EXERCISE DETAILS »
Every line in the data below that holds "PrevSize" should be found and copied.

MATERIAL FOR THE TASK »
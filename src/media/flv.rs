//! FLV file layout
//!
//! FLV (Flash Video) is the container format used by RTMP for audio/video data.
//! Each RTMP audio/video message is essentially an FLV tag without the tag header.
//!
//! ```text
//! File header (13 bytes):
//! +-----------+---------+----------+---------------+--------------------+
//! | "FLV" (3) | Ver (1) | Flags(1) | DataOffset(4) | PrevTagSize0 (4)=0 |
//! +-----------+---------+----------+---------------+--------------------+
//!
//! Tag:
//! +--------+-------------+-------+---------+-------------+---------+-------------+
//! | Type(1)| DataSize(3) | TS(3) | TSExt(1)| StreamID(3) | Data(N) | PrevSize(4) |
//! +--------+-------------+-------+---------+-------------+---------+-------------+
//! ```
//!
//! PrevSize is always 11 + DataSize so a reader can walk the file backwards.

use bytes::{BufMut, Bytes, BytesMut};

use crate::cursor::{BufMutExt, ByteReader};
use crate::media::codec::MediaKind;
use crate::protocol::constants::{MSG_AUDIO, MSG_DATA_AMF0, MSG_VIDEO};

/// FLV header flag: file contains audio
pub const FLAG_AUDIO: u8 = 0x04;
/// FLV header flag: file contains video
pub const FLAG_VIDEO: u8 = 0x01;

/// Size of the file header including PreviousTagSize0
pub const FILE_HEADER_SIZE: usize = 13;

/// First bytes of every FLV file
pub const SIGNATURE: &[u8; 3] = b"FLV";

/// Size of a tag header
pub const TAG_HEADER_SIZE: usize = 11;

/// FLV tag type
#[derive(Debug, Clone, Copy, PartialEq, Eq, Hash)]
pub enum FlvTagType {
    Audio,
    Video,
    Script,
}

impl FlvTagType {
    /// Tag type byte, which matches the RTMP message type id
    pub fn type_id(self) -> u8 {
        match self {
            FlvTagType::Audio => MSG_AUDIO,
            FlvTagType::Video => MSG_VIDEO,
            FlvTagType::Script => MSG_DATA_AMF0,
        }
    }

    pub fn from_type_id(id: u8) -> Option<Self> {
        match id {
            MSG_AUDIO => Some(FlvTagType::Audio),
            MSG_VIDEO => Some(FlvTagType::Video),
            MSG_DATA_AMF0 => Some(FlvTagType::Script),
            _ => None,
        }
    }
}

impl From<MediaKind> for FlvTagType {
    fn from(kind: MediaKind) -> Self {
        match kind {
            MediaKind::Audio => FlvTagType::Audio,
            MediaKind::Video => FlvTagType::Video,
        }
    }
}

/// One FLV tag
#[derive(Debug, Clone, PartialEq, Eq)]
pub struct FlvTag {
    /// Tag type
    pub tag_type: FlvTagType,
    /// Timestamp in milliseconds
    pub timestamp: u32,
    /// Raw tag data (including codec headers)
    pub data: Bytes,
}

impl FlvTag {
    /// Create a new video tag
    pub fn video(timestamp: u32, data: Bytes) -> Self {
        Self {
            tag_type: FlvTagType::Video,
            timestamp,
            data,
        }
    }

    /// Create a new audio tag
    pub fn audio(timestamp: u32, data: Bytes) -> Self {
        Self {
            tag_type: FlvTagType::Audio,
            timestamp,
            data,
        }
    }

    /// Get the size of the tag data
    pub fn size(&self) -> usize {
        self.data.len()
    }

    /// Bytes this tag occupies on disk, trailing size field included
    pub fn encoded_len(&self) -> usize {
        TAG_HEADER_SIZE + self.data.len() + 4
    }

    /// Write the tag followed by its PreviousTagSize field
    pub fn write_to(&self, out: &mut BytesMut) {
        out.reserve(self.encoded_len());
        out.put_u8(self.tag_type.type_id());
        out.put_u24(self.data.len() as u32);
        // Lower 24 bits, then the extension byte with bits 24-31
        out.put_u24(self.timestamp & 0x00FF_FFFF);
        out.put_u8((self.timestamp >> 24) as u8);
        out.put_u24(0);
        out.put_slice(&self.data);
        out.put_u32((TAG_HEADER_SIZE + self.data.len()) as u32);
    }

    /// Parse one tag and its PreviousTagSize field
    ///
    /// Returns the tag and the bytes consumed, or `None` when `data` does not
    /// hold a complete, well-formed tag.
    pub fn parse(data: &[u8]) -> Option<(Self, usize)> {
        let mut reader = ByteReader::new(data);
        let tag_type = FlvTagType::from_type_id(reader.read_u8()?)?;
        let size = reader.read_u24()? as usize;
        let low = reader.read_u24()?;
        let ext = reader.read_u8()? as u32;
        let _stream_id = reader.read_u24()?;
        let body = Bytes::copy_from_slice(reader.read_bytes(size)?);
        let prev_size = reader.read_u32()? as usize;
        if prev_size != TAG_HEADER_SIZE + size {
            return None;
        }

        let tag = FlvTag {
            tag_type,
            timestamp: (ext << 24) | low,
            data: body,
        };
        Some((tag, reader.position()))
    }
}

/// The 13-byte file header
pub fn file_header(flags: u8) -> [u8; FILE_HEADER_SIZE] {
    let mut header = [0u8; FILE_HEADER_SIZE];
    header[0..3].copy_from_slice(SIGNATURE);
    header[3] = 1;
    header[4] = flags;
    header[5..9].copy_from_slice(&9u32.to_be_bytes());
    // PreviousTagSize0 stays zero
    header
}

ANSWER FOR THIS EXERCISE »
//! | Type(1)| DataSize(3) | TS(3) | TSExt(1)| StreamID(3) | Data(N) | PrevSize(4) |
//! PrevSize is always 11 + DataSize so a reader can walk the file backwards.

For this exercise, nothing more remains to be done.